(Collected data)
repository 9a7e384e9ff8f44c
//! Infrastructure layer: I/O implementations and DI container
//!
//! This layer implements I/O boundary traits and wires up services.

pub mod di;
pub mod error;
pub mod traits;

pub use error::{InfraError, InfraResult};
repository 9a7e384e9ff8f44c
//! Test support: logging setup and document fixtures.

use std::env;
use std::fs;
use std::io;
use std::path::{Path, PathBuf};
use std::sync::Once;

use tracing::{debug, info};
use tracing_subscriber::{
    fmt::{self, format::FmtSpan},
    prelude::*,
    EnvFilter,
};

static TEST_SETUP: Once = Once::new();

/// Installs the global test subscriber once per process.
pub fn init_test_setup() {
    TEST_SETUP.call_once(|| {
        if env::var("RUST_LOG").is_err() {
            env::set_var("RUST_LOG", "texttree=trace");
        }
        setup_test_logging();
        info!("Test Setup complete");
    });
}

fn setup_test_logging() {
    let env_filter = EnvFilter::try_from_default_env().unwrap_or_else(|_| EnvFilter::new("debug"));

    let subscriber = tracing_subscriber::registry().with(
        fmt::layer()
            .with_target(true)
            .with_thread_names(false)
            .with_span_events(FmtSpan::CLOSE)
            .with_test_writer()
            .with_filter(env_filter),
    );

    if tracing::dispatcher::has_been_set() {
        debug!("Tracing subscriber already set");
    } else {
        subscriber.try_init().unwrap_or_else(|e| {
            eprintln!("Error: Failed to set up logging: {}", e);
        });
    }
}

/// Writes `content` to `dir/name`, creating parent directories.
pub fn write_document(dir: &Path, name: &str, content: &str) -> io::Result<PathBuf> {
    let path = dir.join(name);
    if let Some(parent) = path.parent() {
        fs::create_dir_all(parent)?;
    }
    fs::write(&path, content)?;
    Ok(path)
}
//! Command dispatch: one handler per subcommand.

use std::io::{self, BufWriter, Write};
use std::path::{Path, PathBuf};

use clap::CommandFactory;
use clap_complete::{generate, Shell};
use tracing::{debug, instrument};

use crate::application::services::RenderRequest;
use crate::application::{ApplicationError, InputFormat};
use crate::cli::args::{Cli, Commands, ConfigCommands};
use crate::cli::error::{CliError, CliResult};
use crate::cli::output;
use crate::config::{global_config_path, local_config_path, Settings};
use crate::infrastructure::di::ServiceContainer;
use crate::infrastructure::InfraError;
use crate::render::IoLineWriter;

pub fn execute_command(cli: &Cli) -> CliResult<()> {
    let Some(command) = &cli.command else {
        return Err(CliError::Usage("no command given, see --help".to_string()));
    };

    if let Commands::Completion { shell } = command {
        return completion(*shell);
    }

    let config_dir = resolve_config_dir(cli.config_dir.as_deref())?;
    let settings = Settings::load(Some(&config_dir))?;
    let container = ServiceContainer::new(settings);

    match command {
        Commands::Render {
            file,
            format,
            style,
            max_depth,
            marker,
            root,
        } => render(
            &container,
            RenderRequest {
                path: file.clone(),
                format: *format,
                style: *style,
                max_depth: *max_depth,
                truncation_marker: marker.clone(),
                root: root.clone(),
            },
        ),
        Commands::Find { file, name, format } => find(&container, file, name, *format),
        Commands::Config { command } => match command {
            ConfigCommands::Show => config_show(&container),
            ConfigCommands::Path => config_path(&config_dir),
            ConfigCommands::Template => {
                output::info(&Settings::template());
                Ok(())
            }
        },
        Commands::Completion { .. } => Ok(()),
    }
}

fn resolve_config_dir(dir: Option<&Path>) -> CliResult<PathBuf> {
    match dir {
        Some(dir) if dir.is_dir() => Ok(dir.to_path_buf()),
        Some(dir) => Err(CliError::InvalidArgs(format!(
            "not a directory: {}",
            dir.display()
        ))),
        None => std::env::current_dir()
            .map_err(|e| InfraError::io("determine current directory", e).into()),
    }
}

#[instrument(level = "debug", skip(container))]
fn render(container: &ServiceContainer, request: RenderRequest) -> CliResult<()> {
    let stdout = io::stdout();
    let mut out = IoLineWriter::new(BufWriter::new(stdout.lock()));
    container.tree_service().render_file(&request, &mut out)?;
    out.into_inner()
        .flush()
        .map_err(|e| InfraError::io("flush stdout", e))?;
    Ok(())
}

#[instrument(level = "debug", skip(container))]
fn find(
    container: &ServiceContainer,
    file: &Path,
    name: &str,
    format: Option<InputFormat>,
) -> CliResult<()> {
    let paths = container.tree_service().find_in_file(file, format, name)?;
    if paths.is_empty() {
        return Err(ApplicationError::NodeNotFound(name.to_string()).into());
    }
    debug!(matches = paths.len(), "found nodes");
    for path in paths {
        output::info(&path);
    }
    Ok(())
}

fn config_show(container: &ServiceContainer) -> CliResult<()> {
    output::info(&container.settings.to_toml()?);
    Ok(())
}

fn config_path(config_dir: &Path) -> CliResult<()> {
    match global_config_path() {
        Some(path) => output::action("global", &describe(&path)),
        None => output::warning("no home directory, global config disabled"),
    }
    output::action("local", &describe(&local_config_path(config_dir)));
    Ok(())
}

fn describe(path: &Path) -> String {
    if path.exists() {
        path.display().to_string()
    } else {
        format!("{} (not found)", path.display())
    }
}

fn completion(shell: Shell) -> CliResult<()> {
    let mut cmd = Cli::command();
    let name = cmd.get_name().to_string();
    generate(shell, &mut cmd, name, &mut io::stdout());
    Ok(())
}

◆ About this exercise
Find the word "stdout" in the entries, and copy every line it shows up in.

◆ Solution to the problem
    let stdout = io::stdout();
    let mut out = IoLineWriter::new(BufWriter::new(stdout.lock()));
        .map_err(|e| InfraError::io("flush stdout", e))?;
    generate(shell, &mut cmd, name, &mut io::stdout());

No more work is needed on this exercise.